* [ACTIVITY]:
Copy out the records that appear below, exactly as each one reads.

:: DATASET

//! Size-constrained image normalization.
//!
//! Every generated image is stretched to a fixed `width × round(width × ratio)`
//! canvas and JPEG-encoded, starting at quality 95 and stepping down until the
//! encoding fits the kilobyte budget or the quality floor is reached. When the
//! floor is hit first the floor encoding is returned as a best effort;
//! [`NormalizationResult::within_budget`] tells the two cases apart.

use image::codecs::jpeg::JpegEncoder;
use image::imageops::FilterType;
use image::{DynamicImage, Rgb, RgbImage};
use mannequin_contracts::config::{NormalizeParams, MAX_QUALITY};
use tracing::debug;

use crate::error::NormalizeError;

const BYTES_PER_KILOBYTE: f64 = 1024.0;

#[derive(Debug, Clone, Copy, PartialEq)]
pub struct EncodeAttempt {
    pub quality: u8,
    pub size_kb: f64,
}

#[derive(Debug, Clone, PartialEq)]
pub struct NormalizationResult {
    pub bytes: Vec<u8>,
    pub size_kb: f64,
    pub quality: u8,
    pub width: u32,
    pub height: u32,
    pub budget_kb: f64,
    /// Every encode pass in order; the last one is the returned encoding.
    pub attempts: Vec<EncodeAttempt>,
}

impl NormalizationResult {
    pub fn within_budget(&self) -> bool {
        self.size_kb <= self.budget_kb
    }
}

pub fn normalize(
    image: &DynamicImage,
    params: &NormalizeParams,
) -> Result<NormalizationResult, NormalizeError> {
    params.validate()?;
    let width = params.target_width;
    let height = params.target_height();
    let resized = image.resize_exact(width, height, FilterType::Lanczos3);
    let rgb = flatten_on_white(&resized);

    let floor = params.quality_floor;
    let mut quality = MAX_QUALITY;
    let mut attempts = Vec::with_capacity(params.max_attempts());
    loop {
        let bytes = encode_jpeg(&rgb, quality)?;
        let size_kb = bytes.len() as f64 / BYTES_PER_KILOBYTE;
        attempts.push(EncodeAttempt { quality, size_kb });
        debug!(quality, size_kb, budget_kb = params.max_kilobytes, "jpeg encode pass");

        if size_kb <= params.max_kilobytes || quality <= floor {
            return Ok(NormalizationResult {
                bytes,
                size_kb,
                quality,
                width,
                height,
                budget_kb: params.max_kilobytes,
                attempts,
            });
        }
        quality = quality.saturating_sub(params.quality_step).max(floor);
    }
}

/// Decodes `bytes` and normalizes the result.
pub fn normalize_bytes(
    bytes: &[u8],
    params: &NormalizeParams,
) -> Result<NormalizationResult, NormalizeError> {
    let image = image::load_from_memory(bytes).map_err(NormalizeError::Decode)?;
    normalize(&image, params)
}

fn encode_jpeg(rgb: &RgbImage, quality: u8) -> Result<Vec<u8>, NormalizeError> {
    let mut bytes = Vec::new();
    {
        let mut encoder = JpegEncoder::new_with_quality(&mut bytes, quality);
        encoder
            .encode_image(rgb)
            .map_err(|source| NormalizeError::Encode { quality, source })?;
    }
    Ok(bytes)
}

// JPEG has no alpha channel.
fn flatten_on_white(image: &DynamicImage) -> RgbImage {
    if !image.color().has_alpha() {
        return image.to_rgb8();
    }
    let rgba = image.to_rgba8();
    let mut flattened = RgbImage::new(rgba.width(), rgba.height());
    for (x, y, pixel) in rgba.enumerate_pixels() {
        let alpha = u16::from(pixel[3]);
        let blend = |channel: u8| -> u8 {
            (((u16::from(channel) * alpha) + (255 * (255 - alpha))) / 255) as u8
        };
        flattened.put_pixel(x, y, Rgb([blend(pixel[0]), blend(pixel[1]), blend(pixel[2])]));
    }
    flattened
}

::::

* [RESULT OF THIS TASK]:
//! Size-constrained image normalization.
//!
//! Every generated image is stretched to a fixed `width × round(width × ratio)`
//! canvas and JPEG-encoded, starting at quality 95 and stepping down until the
//! encoding fits the kilobyte budget or the quality floor is reached. When the
//! floor is hit first the floor encoding is returned as a best effort;
//! [`NormalizationResult::within_budget`] tells the two cases apart.

use image::codecs::jpeg::JpegEncoder;
use image::imageops::FilterType;
use image::{DynamicImage, Rgb, RgbImage};
use mannequin_contracts::config::{NormalizeParams, MAX_QUALITY};
use tracing::debug;

use crate::error::NormalizeError;

const BYTES_PER_KILOBYTE: f64 = 1024.0;

#[derive(Debug, Clone, Copy, PartialEq)]
pub struct EncodeAttempt {
    pub quality: u8,
    pub size_kb: f64,
}

#[derive(Debug, Clone, PartialEq)]
pub struct NormalizationResult {
    pub bytes: Vec<u8>,
    pub size_kb: f64,
    pub quality: u8,
    pub width: u32,
    pub height: u32,
    pub budget_kb: f64,
    /// Every encode pass in order; the last one is the returned encoding.
    pub attempts: Vec<EncodeAttempt>,
}

impl NormalizationResult {
    pub fn within_budget(&self) -> bool {
        self.size_kb <= self.budget_kb
    }
}

pub fn normalize(
    image: &DynamicImage,
    params: &NormalizeParams,
) -> Result<NormalizationResult, NormalizeError> {
    params.validate()?;
    let width = params.target_width;
    let height = params.target_height();
    let resized = image.resize_exact(width, height, FilterType::Lanczos3);
    let rgb = flatten_on_white(&resized);

    let floor = params.quality_floor;
    let mut quality = MAX_QUALITY;
    let mut attempts = Vec::with_capacity(params.max_attempts());
    loop {
        let bytes = encode_jpeg(&rgb, quality)?;
        let size_kb = bytes.len() as f64 / BYTES_PER_KILOBYTE;
        attempts.push(EncodeAttempt { quality, size_kb });
        debug!(quality, size_kb, budget_kb = params.max_kilobytes, "jpeg encode pass");

        if size_kb <= params.max_kilobytes || quality <= floor {
            return Ok(NormalizationResult {
                bytes,
                size_kb,
                quality,
                width,
                height,
                budget_kb: params.max_kilobytes,
                attempts,
            });
        }
        quality = quality.saturating_sub(params.quality_step).max(floor);
    }
}

/// Decodes `bytes` and normalizes the result.
pub fn normalize_bytes(
    bytes: &[u8],
    params: &NormalizeParams,
) -> Result<NormalizationResult, NormalizeError> {
    let image = image::load_from_memory(bytes).map_err(NormalizeError::Decode)?;
    normalize(&image, params)
}

fn encode_jpeg(rgb: &RgbImage, quality: u8) -> Result<Vec<u8>, NormalizeError> {
    let mut bytes = Vec::new();
    {
        let mut encoder = JpegEncoder::new_with_quality(&mut bytes, quality);
        encoder
            .encode_image(rgb)
            .map_err(|source| NormalizeError::Encode { quality, source })?;
    }
    Ok(bytes)
}

// JPEG has no alpha channel.
fn flatten_on_white(image: &DynamicImage) -> RgbImage {
    if !image.color().has_alpha() {
        return image.to_rgb8();
    }
    let rgba = image.to_rgba8();
    let mut flattened = RgbImage::new(rgba.width(), rgba.height());
    for (x, y, pixel) in rgba.enumerate_pixels() {
        let alpha = u16::from(pixel[3]);
        let blend = |channel: u8| -> u8 {
            (((u16::from(channel) * alpha) + (255 * (255 - alpha))) / 255) as u8
        };
        flattened.put_pixel(x, y, Rgb([blend(pixel[0]), blend(pixel[1]), blend(pixel[2])]));
    }
    flattened
}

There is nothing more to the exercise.